WORK TO BE COMPLETED
Nothing in the listing may be skipped; transcribe all of it as written.

RECORDS SHOWN
*** Begin section ***
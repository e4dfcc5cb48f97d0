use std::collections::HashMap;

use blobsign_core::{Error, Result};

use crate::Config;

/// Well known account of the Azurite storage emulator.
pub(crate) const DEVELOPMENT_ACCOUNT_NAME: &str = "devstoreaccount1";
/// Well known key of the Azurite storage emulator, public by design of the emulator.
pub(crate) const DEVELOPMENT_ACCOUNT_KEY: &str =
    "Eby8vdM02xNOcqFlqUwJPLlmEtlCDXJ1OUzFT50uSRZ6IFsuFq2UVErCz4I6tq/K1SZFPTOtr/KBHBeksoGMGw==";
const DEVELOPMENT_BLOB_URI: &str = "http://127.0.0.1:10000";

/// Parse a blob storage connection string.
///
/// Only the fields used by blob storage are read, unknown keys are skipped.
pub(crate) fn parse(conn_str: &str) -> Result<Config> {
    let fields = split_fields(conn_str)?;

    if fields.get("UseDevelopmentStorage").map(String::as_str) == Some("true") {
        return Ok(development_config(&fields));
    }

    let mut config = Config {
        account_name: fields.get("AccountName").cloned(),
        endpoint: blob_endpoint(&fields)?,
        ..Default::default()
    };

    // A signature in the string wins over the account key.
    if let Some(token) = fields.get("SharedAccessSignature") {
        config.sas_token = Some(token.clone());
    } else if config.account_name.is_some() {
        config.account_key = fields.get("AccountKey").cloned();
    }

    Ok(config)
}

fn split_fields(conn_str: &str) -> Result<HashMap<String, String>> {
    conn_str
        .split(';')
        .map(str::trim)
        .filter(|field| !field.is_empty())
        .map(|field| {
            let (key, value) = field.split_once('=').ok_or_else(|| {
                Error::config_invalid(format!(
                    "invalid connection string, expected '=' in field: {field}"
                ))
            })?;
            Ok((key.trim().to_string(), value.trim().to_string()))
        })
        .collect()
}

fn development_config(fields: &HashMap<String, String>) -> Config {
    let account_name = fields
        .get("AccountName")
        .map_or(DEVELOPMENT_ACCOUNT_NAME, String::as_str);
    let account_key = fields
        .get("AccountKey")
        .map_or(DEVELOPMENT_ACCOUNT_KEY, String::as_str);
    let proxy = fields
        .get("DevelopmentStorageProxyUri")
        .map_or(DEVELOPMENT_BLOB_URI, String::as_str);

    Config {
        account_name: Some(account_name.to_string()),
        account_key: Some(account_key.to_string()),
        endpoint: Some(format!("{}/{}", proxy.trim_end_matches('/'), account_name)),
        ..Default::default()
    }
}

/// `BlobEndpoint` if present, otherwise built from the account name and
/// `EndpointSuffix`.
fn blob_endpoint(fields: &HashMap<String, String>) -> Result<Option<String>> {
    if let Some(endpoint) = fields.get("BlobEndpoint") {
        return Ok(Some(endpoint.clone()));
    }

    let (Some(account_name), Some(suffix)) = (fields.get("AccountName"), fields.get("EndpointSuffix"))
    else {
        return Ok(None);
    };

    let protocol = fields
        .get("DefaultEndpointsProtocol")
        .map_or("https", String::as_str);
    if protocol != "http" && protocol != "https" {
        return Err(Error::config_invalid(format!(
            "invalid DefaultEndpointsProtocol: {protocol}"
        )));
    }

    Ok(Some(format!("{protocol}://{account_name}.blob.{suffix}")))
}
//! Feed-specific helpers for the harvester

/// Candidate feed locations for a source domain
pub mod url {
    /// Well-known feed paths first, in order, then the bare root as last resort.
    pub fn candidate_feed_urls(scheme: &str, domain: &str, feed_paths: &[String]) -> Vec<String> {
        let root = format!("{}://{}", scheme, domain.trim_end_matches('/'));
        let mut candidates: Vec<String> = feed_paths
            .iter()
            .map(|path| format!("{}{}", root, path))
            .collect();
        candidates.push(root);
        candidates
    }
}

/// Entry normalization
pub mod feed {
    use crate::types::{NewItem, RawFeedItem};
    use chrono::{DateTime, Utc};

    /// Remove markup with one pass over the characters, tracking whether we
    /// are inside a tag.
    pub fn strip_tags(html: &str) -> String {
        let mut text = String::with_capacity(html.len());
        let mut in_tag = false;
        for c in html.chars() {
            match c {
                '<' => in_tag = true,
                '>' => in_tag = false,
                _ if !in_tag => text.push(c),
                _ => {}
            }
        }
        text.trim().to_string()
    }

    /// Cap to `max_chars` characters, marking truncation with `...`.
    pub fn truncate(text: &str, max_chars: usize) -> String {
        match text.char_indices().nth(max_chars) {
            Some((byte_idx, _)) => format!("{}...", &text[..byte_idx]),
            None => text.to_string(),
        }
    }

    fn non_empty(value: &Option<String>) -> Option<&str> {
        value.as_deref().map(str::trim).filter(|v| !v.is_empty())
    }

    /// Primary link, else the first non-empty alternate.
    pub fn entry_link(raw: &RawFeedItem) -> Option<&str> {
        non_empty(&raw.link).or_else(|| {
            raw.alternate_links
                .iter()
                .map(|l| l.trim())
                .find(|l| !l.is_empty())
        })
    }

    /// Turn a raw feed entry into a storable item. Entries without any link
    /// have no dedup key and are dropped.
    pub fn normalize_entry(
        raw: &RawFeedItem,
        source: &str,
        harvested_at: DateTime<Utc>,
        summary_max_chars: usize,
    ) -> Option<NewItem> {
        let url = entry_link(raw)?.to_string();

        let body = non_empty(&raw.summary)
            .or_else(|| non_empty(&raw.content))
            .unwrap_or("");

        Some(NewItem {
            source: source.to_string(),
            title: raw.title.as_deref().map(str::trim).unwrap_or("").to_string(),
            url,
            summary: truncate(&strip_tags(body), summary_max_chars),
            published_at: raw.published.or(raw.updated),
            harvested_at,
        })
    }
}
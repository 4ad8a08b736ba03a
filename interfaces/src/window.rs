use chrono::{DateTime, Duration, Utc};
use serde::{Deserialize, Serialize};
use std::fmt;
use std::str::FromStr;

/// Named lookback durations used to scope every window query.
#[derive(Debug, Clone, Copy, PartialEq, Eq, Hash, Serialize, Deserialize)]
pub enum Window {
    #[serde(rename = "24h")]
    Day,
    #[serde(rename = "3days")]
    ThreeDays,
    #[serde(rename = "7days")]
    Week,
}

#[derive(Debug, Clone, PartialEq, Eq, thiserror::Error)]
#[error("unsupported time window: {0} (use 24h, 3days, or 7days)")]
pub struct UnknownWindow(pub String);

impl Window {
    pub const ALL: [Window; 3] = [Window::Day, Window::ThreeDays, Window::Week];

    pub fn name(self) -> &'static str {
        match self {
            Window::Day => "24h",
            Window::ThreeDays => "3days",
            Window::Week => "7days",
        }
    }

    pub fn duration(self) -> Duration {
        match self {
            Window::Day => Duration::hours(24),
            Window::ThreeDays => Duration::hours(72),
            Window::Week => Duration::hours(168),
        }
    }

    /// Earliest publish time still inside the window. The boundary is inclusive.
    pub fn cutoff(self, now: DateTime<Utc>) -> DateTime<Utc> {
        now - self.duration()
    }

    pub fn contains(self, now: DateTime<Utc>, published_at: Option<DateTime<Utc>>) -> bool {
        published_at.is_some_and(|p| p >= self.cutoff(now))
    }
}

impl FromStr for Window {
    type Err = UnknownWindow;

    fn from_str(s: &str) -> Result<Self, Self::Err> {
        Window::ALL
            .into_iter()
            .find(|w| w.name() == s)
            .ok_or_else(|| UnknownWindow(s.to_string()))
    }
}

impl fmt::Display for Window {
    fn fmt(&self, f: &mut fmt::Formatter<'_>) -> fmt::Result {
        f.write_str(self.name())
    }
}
*** End section ***
ANSWER TO THIS EXERCISE
repository e4dfcc5cb48f97d0
use std::collections::HashMap;

use blobsign_core::{Error, Result};

use crate::Config;

/// Well known account of the Azurite storage emulator.
pub(crate) const DEVELOPMENT_ACCOUNT_NAME: &str = "devstoreaccount1";
/// Well known key of the Azurite storage emulator, public by design of the emulator.
pub(crate) const DEVELOPMENT_ACCOUNT_KEY: &str =
    "Eby8vdM02xNOcqFlqUwJPLlmEtlCDXJ1OUzFT50uSRZ6IFsuFq2UVErCz4I6tq/K1SZFPTOtr/KBHBeksoGMGw==";
const DEVELOPMENT_BLOB_URI: &str = "http://127.0.0.1:10000";

/// Parse a blob storage connection string.
///
/// Only the fields used by blob storage are read, unknown keys are skipped.
pub(crate) fn parse(conn_str: &str) -> Result<Config> {
    let fields = split_fields(conn_str)?;

    if fields.get("UseDevelopmentStorage").map(String::as_str) == Some("true") {
        return Ok(development_config(&fields));
    }

    let mut config = Config {
        account_name: fields.get("AccountName").cloned(),
        endpoint: blob_endpoint(&fields)?,
        ..Default::default()
    };

    // A signature in the string wins over the account key.
    if let Some(token) = fields.get("SharedAccessSignature") {
        config.sas_token = Some(token.clone());
    } else if config.account_name.is_some() {
        config.account_key = fields.get("AccountKey").cloned();
    }

    Ok(config)
}

fn split_fields(conn_str: &str) -> Result<HashMap<String, String>> {
    conn_str
        .split(';')
        .map(str::trim)
        .filter(|field| !field.is_empty())
        .map(|field| {
            let (key, value) = field.split_once('=').ok_or_else(|| {
                Error::config_invalid(format!(
                    "invalid connection string, expected '=' in field: {field}"
                ))
            })?;
            Ok((key.trim().to_string(), value.trim().to_string()))
        })
        .collect()
}

fn development_config(fields: &HashMap<String, String>) -> Config {
    let account_name = fields
        .get("AccountName")
        .map_or(DEVELOPMENT_ACCOUNT_NAME, String::as_str);
    let account_key = fields
        .get("AccountKey")
        .map_or(DEVELOPMENT_ACCOUNT_KEY, String::as_str);
    let proxy = fields
        .get("DevelopmentStorageProxyUri")
        .map_or(DEVELOPMENT_BLOB_URI, String::as_str);

    Config {
        account_name: Some(account_name.to_string()),
        account_key: Some(account_key.to_string()),
        endpoint: Some(format!("{}/{}", proxy.trim_end_matches('/'), account_name)),
        ..Default::default()
    }
}

/// `BlobEndpoint` if present, otherwise built from the account name and
/// `EndpointSuffix`.
fn blob_endpoint(fields: &HashMap<String, String>) -> Result<Option<String>> {
    if let Some(endpoint) = fields.get("BlobEndpoint") {
        return Ok(Some(endpoint.clone()));
    }

    let (Some(account_name), Some(suffix)) = (fields.get("AccountName"), fields.get("EndpointSuffix"))
    else {
        return Ok(None);
    };

    let protocol = fields
        .get("DefaultEndpointsProtocol")
        .map_or("https", String::as_str);
    if protocol != "http" && protocol != "https" {
        return Err(Error::config_invalid(format!(
            "invalid DefaultEndpointsProtocol: {protocol}"
        )));
    }

    Ok(Some(format!("{protocol}://{account_name}.blob.{suffix}")))
}
//! Feed-specific helpers for the harvester

/// Candidate feed locations for a source domain
pub mod url {
    /// Well-known feed paths first, in order, then the bare root as last resort.
    pub fn candidate_feed_urls(scheme: &str, domain: &str, feed_paths: &[String]) -> Vec<String> {
        let root = format!("{}://{}", scheme, domain.trim_end_matches('/'));
        let mut candidates: Vec<String> = feed_paths
            .iter()
            .map(|path| format!("{}{}", root, path))
            .collect();
        candidates.push(root);
        candidates
    }
}

/// Entry normalization
pub mod feed {
    use crate::types::{NewItem, RawFeedItem};
    use chrono::{DateTime, Utc};

    /// Remove markup with one pass over the characters, tracking whether we
    /// are inside a tag.
    pub fn strip_tags(html: &str) -> String {
        let mut text = String::with_capacity(html.len());
        let mut in_tag = false;
        for c in html.chars() {
            match c {
                '<' => in_tag = true,
                '>' => in_tag = false,
                _ if !in_tag => text.push(c),
                _ => {}
            }
        }
        text.trim().to_string()
    }

    /// Cap to `max_chars` characters, marking truncation with `...`.
    pub fn truncate(text: &str, max_chars: usize) -> String {
        match text.char_indices().nth(max_chars) {
            Some((byte_idx, _)) => format!("{}...", &text[..byte_idx]),
            None => text.to_string(),
        }
    }

    fn non_empty(value: &Option<String>) -> Option<&str> {
        value.as_deref().map(str::trim).filter(|v| !v.is_empty())
    }

    /// Primary link, else the first non-empty alternate.
    pub fn entry_link(raw: &RawFeedItem) -> Option<&str> {
        non_empty(&raw.link).or_else(|| {
            raw.alternate_links
                .iter()
                .map(|l| l.trim())
                .find(|l| !l.is_empty())
        })
    }

    /// Turn a raw feed entry into a storable item. Entries without any link
    /// have no dedup key and are dropped.
    pub fn normalize_entry(
        raw: &RawFeedItem,
        source: &str,
        harvested_at: DateTime<Utc>,
        summary_max_chars: usize,
    ) -> Option<NewItem> {
        let url = entry_link(raw)?.to_string();

        let body = non_empty(&raw.summary)
            .or_else(|| non_empty(&raw.content))
            .unwrap_or("");

        Some(NewItem {
            source: source.to_string(),
            title: raw.title.as_deref().map(str::trim).unwrap_or("").to_string(),
            url,
            summary: truncate(&strip_tags(body), summary_max_chars),
            published_at: raw.published.or(raw.updated),
            harvested_at,
        })
    }
}
repository 4ad8a08b736ba03a
filename interfaces/src/window.rs
use chrono::{DateTime, Duration, Utc};
use serde::{Deserialize, Serialize};
use std::fmt;
use std::str::FromStr;

/// Named lookback durations used to scope every window query.
#[derive(Debug, Clone, Copy, PartialEq, Eq, Hash, Serialize, Deserialize)]
pub enum Window {
    #[serde(rename = "24h")]
    Day,
    #[serde(rename = "3days")]
    ThreeDays,
    #[serde(rename = "7days")]
    Week,
}

#[derive(Debug, Clone, PartialEq, Eq, thiserror::Error)]
#[error("unsupported time window: {0} (use 24h, 3days, or 7days)")]
pub struct UnknownWindow(pub String);

impl Window {
    pub const ALL: [Window; 3] = [Window::Day, Window::ThreeDays, Window::Week];

    pub fn name(self) -> &'static str {
        match self {
            Window::Day => "24h",
            Window::ThreeDays => "3days",
            Window::Week => "7days",
        }
    }

    pub fn duration(self) -> Duration {
        match self {
            Window::Day => Duration::hours(24),
            Window::ThreeDays => Duration::hours(72),
            Window::Week => Duration::hours(168),
        }
    }

    /// Earliest publish time still inside the window. The boundary is inclusive.
    pub fn cutoff(self, now: DateTime<Utc>) -> DateTime<Utc> {
        now - self.duration()
    }

    pub fn contains(self, now: DateTime<Utc>, published_at: Option<DateTime<Utc>>) -> bool {
        published_at.is_some_and(|p| p >= self.cutoff(now))
    }
}

impl FromStr for Window {
    type Err = UnknownWindow;

    fn from_str(s: &str) -> Result<Self, Self::Err> {
        Window::ALL
            .into_iter()
            .find(|w| w.name() == s)
            .ok_or_else(|| UnknownWindow(s.to_string()))
    }
}

impl fmt::Display for Window {
    fn fmt(&self, f: &mut fmt::Formatter<'_>) -> fmt::Result {
        f.write_str(self.name())
    }
}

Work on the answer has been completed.